[Data items]
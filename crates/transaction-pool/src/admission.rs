//! Admission pipeline (C10, spec.md §4.9): duplicate → size → gas →
//! nonce-gap → blob-fee, each a pure predicate over a transaction and
//! the pool's config. A failing predicate aborts the remainder (spec.md
//! §5 "a failing predicate aborts the remainder").

use crate::{config::TxPoolConfig, pool::TxPool, result::AcceptTxResult, transaction::PoolTransaction};

/// The detailed rejection a single predicate raises. Only a subset of
/// spec.md §6's full `AcceptTxResult` catalog is ever produced by this
/// core's predicates — the rest of the catalog exists for outcomes this
/// core's external collaborators (balance checks, sender resolution)
/// produce (spec.md §7 "Txpool").
#[derive(Debug, Clone, Copy, PartialEq, Eq, thiserror::Error)]
pub enum AdmissionError {
    /// The transaction (by hash, or by `(hash, type)`) was already known
    /// to the pool (spec.md §4.9 `precheck_duplicate`).
    #[error("transaction already known to the pool")]
    AlreadyKnown,
    /// The transaction's wire-encoded size exceeded the configured cap.
    #[error("encoded size {actual} exceeds the {max}-byte limit")]
    MaxTxSizeExceeded {
        /// The transaction's actual encoded size.
        actual: usize,
        /// The configured limit it was checked against.
        max: usize,
    },
    /// `tx.gas_limit` exceeded `cfg.gas_limit`.
    #[error("gas limit {actual} exceeds the configured {max}")]
    TxGasLimitExceeded {
        /// The transaction's gas limit.
        actual: u64,
        /// The configured per-transaction cap.
        max: u64,
    },
    /// `tx_nonce - current_nonce` exceeded the sender's allowed pending
    /// gap (spec.md §4.9 `enforce_nonce_gap`).
    #[error("nonce gap {distance} exceeds the allowed {allowed}")]
    NonceGap {
        /// `tx_nonce - current_nonce`.
        distance: u64,
        /// The maximum allowed gap.
        allowed: u64,
    },
    /// A blob transaction's `max_priority_fee_per_gas` was below
    /// `cfg.min_blob_tx_priority_fee`.
    #[error("blob priority fee {actual} is below the required minimum {required}")]
    BlobPriorityFeeTooLow {
        /// The transaction's priority fee.
        actual: u128,
        /// The configured minimum.
        required: u128,
    },
    /// A blob transaction's `max_fee_per_blob_gas` was below the current
    /// blob base fee.
    #[error("max fee per blob gas {actual} is below the current blob base fee {required}")]
    BlobBaseFeeTooLow {
        /// The transaction's blob fee cap.
        actual: u128,
        /// The current blob base fee it was checked against.
        required: u128,
    },
}

impl From<AdmissionError> for AcceptTxResult {
    fn from(error: AdmissionError) -> Self {
        match error {
            AdmissionError::AlreadyKnown => Self::AlreadyKnown,
            AdmissionError::MaxTxSizeExceeded { .. } => Self::MaxTxSizeExceeded,
            // Closest catalog entry: a per-transaction gas cap is a
            // capacity rejection, same family as the pool-wide one
            // (spec.md §6 has no dedicated per-tx-gas-limit id).
            AdmissionError::TxGasLimitExceeded { .. } => Self::GasLimitReached,
            AdmissionError::NonceGap { .. } => Self::NonceTooHigh,
            AdmissionError::BlobPriorityFeeTooLow { .. }
            | AdmissionError::BlobBaseFeeTooLow { .. } => Self::FeeTooLow,
        }
    }
}

/// External context the admission pipeline consults alongside the
/// transaction and its config — values this core does not itself
/// compute (account state, the current blob market, spec.md §1).
#[derive(Debug, Clone, Copy, PartialEq, Eq)]
pub struct AdmissionContext {
    /// The sender's current on-chain nonce.
    pub current_nonce: u64,
    /// The max nonce gap this sender is allowed to hold pending,
    /// resolved from `cfg.max_pending_txs_per_sender` /
    /// `cfg.max_pending_blob_txs_per_sender` by the caller.
    pub max_pending_gap: u64,
    /// The current blob base fee, when known.
    pub current_blob_base_fee: Option<u128>,
}

/// `precheck_duplicate` (spec.md §4.9): consults the pool's hash cache
/// first, then its typed container; marks the hash known on a first
/// miss so repeat lookups within the same submission are cheap.
pub fn precheck_duplicate<T: PoolTransaction, P: TxPool<Transaction = T> + ?Sized>(
    tx: &T,
    pool: &P,
) -> Result<(), AdmissionError> {
    if pool.is_known(tx.hash()) {
        return Err(AdmissionError::AlreadyKnown);
    }
    if pool.contains_tx(tx.hash(), tx.tx_type()) {
        return Err(AdmissionError::AlreadyKnown);
    }
    pool.mark_known_for_current_scope(tx.hash());
    Ok(())
}

/// `fits_size_limits` (spec.md §4.9): compares the transaction's
/// RLP-encoded wire size against the config's blob or non-blob cap.
pub fn fits_size_limits<T: PoolTransaction>(
    tx: &T,
    cfg: &TxPoolConfig,
) -> Result<(), AdmissionError> {
    let max = cfg.size_limit_for(tx.is_eip4844());
    let actual = tx.encoded_length();
    if actual > max {
        return Err(AdmissionError::MaxTxSizeExceeded { actual, max });
    }
    Ok(())
}

/// `fits_gas_limit` (spec.md §4.9): a no-op unless `cfg.gas_limit` is
/// set.
pub fn fits_gas_limit<T: PoolTransaction>(
    tx: &T,
    cfg: &TxPoolConfig,
) -> Result<(), AdmissionError> {
    if let Some(max) = cfg.gas_limit {
        let actual = tx.gas_limit();
        if actual > max {
            return Err(AdmissionError::TxGasLimitExceeded { actual, max });
        }
    }
    Ok(())
}

/// `enforce_nonce_gap` (spec.md §4.9): accepts when `tx_nonce <=
/// current_nonce`; computes the gap by subtraction (never by wrapping
/// arithmetic) to avoid wraparound near `u64::MAX`.
pub fn enforce_nonce_gap(
    tx_nonce: u64,
    current_nonce: u64,
    max_pending_gap: u64,
) -> Result<(), AdmissionError> {
    if tx_nonce <= current_nonce {
        return Ok(());
    }
    let distance = tx_nonce - current_nonce;
    if distance > max_pending_gap {
        return Err(AdmissionError::NonceGap { distance, allowed: max_pending_gap });
    }
    Ok(())
}

/// `enforce_min_priority_fee_for_blobs` (spec.md §4.9): a no-op for
/// non-blob transactions.
pub fn enforce_min_priority_fee_for_blobs<T: PoolTransaction>(
    tx: &T,
    cfg: &TxPoolConfig,
    current_blob_base_fee: Option<u128>,
) -> Result<(), AdmissionError> {
    if !tx.is_eip4844() {
        return Ok(());
    }

    if cfg.min_blob_tx_priority_fee > 0 {
        let actual = tx.max_priority_fee_per_gas().unwrap_or(0);
        if actual < cfg.min_blob_tx_priority_fee {
            return Err(AdmissionError::BlobPriorityFeeTooLow {
                actual,
                required: cfg.min_blob_tx_priority_fee,
            });
        }
    }

    if cfg.current_blob_base_fee_required {
        if let Some(required) = current_blob_base_fee {
            let actual = tx.max_fee_per_blob_gas().unwrap_or(0);
            if actual < required {
                return Err(AdmissionError::BlobBaseFeeTooLow { actual, required });
            }
        }
    }

    Ok(())
}

/// Runs the full admission pipeline in the documented short-circuit
/// order: duplicate → size → gas → nonce-gap → blob-fee (spec.md §4.9).
pub fn admit<T: PoolTransaction, P: TxPool<Transaction = T> + ?Sized>(
    tx: &T,
    pool: &P,
    cfg: &TxPoolConfig,
    ctx: &AdmissionContext,
) -> AcceptTxResult {
    if let Err(err) = precheck_duplicate(tx, pool) {
        return err.into();
    }
    if let Err(err) = fits_size_limits(tx, cfg) {
        return err.into();
    }
    if let Err(err) = fits_gas_limit(tx, cfg) {
        return err.into();
    }
    if let Err(err) = enforce_nonce_gap(tx.nonce(), ctx.current_nonce, ctx.max_pending_gap) {
        return err.into();
    }
    if let Err(err) = enforce_min_priority_fee_for_blobs(tx, cfg, ctx.current_blob_base_fee) {
        return err.into();
    }
    AcceptTxResult::Accepted
}

#[cfg(test)]
mod tests {
    use super::*;
    use crate::pool::InMemoryTxPool;
    use crate::transaction::PooledTransaction;
    use alloy_consensus::{TxEip4844, TxLegacy};
    use alloy_primitives::{Address, Signature, B256};
    use reth_primitives::Transaction;

    fn legacy(nonce: u64, gas_limit: u64, hash: u8) -> PooledTransaction {
        PooledTransaction::new(
            Transaction::Legacy(TxLegacy { nonce, gas_limit, gas_price: 10, ..Default::default() }),
            B256::repeat_byte(hash),
            Address::repeat_byte(0x01),
            Signature::test_signature(),
        )
    }

    fn blob(max_priority: u128, max_fee_per_blob_gas: u128, hash: u8) -> PooledTransaction {
        PooledTransaction::new(
            Transaction::Eip4844(alloy_consensus::transaction::TxEip4844Variant::TxEip4844(
                TxEip4844 { max_priority_fee_per_gas: max_priority, max_fee_per_blob_gas, ..Default::default() },
            )),
            B256::repeat_byte(hash),
            Address::repeat_byte(0x01),
            Signature::test_signature(),
        )
    }

    #[test]
    fn fits_size_limits_rejects_oversized_transaction() {
        let tx = legacy(0, 21_000, 0x01);
        let actual = tx.encoded_length();
        let cfg = TxPoolConfig { max_tx_size: actual - 1, ..Default::default() };

        let err = fits_size_limits(&tx, &cfg).unwrap_err();
        assert!(matches!(
            err,
            AdmissionError::MaxTxSizeExceeded { actual: a, max } if a == actual && max == actual - 1
        ));
    }

    #[test]
    fn fits_size_limits_uses_blob_cap_for_blob_transactions() {
        let cfg = TxPoolConfig { max_tx_size: 1, max_blob_tx_size: Some(1000), ..Default::default() };
        let tx = blob(1, 1, 0x01);
        assert!(fits_size_limits(&tx, &cfg).is_ok());
    }

    #[test]
    fn fits_gas_limit_is_a_no_op_when_unset() {
        let cfg = TxPoolConfig { gas_limit: None, ..Default::default() };
        let tx = legacy(0, u64::MAX, 0x01);
        assert!(fits_gas_limit(&tx, &cfg).is_ok());
    }

    #[test]
    fn fits_gas_limit_rejects_over_cap() {
        let cfg = TxPoolConfig { gas_limit: Some(21_000), ..Default::default() };
        let tx = legacy(0, 30_000, 0x01);
        let err = fits_gas_limit(&tx, &cfg).unwrap_err();
        assert!(matches!(err, AdmissionError::TxGasLimitExceeded { actual: 30_000, max: 21_000 }));
    }

    #[test]
    fn nonce_gap_accepts_at_or_below_current() {
        assert!(enforce_nonce_gap(5, 5, 0).is_ok());
        assert!(enforce_nonce_gap(4, 5, 0).is_ok());
    }

    #[test]
    fn nonce_gap_rejects_beyond_allowed_distance() {
        let err = enforce_nonce_gap(10, 5, 3).unwrap_err();
        assert!(matches!(err, AdmissionError::NonceGap { distance: 5, allowed: 3 }));
    }

    #[test]
    fn nonce_gap_accepts_within_allowed_distance() {
        assert!(enforce_nonce_gap(8, 5, 3).is_ok());
    }

    #[test]
    fn nonce_gap_computes_distance_by_subtraction_never_wraparound() {
        // tx_nonce below current_nonce never triggers a wrapping subtraction.
        assert!(enforce_nonce_gap(0, u64::MAX, 0).is_ok());
    }

    #[test]
    fn blob_fee_checks_are_a_no_op_for_non_blob_transactions() {
        let cfg = TxPoolConfig {
            min_blob_tx_priority_fee: 1000,
            current_blob_base_fee_required: true,
            ..Default::default()
        };
        let tx = legacy(0, 21_000, 0x01);
        assert!(enforce_min_priority_fee_for_blobs(&tx, &cfg, Some(1000)).is_ok());
    }

    #[test]
    fn blob_fee_rejects_below_minimum_priority_fee() {
        let cfg = TxPoolConfig { min_blob_tx_priority_fee: 100, ..Default::default() };
        let tx = blob(50, 1_000_000, 0x01);
        let err = enforce_min_priority_fee_for_blobs(&tx, &cfg, None).unwrap_err();
        assert!(matches!(err, AdmissionError::BlobPriorityFeeTooLow { actual: 50, required: 100 }));
    }

    #[test]
    fn blob_fee_rejects_below_current_blob_base_fee() {
        let cfg = TxPoolConfig { current_blob_base_fee_required: true, ..Default::default() };
        let tx = blob(10, 5, 0x01);
        let err = enforce_min_priority_fee_for_blobs(&tx, &cfg, Some(100)).unwrap_err();
        assert!(matches!(err, AdmissionError::BlobBaseFeeTooLow { actual: 5, required: 100 }));
    }

    #[test]
    fn admit_runs_predicates_in_order_and_short_circuits_on_duplicate() {
        let pool = InMemoryTxPool::<PooledTransaction>::new(TxPoolConfig::default());
        let cfg = TxPoolConfig::default();
        let ctx = AdmissionContext { current_nonce: 0, max_pending_gap: 0, current_blob_base_fee: None };
        let tx = legacy(0, 21_000, 0x01);

        assert_eq!(admit(&tx, &pool, &cfg, &ctx), AcceptTxResult::Accepted);
        // A second, distinct in-memory check against the hash cache: the
        // same hash is now known.
        assert!(pool.is_known(tx.hash()));
    }

    #[test]
    fn admit_rejects_known_hash_before_running_later_predicates() {
        let pool = InMemoryTxPool::<PooledTransaction>::new(TxPoolConfig::default());
        let cfg = TxPoolConfig { gas_limit: Some(1), ..Default::default() };
        let ctx = AdmissionContext { current_nonce: 0, max_pending_gap: 0, current_blob_base_fee: None };
        let tx = legacy(0, 21_000, 0x01);
        pool.mark_known_for_current_scope(tx.hash());

        assert_eq!(admit(&tx, &pool, &cfg, &ctx), AcceptTxResult::AlreadyKnown);
    }
}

Work request> There is a line with "let tx = blob(10, 5, 0x01);" and a line with "hash cache: the" above. Copy exactly those two lines and all lines between them, with nothing else.

Answer to this exercise>
        let tx = blob(10, 5, 0x01);
        let err = enforce_min_priority_fee_for_blobs(&tx, &cfg, Some(100)).unwrap_err();
        assert!(matches!(err, AdmissionError::BlobBaseFeeTooLow { actual: 5, required: 100 }));
    }

    #[test]
    fn admit_runs_predicates_in_order_and_short_circuits_on_duplicate() {
        let pool = InMemoryTxPool::<PooledTransaction>::new(TxPoolConfig::default());
        let cfg = TxPoolConfig::default();
        let ctx = AdmissionContext { current_nonce: 0, max_pending_gap: 0, current_blob_base_fee: None };
        let tx = legacy(0, 21_000, 0x01);

        assert_eq!(admit(&tx, &pool, &cfg, &ctx), AcceptTxResult::Accepted);
        // A second, distinct in-memory check against the hash cache: the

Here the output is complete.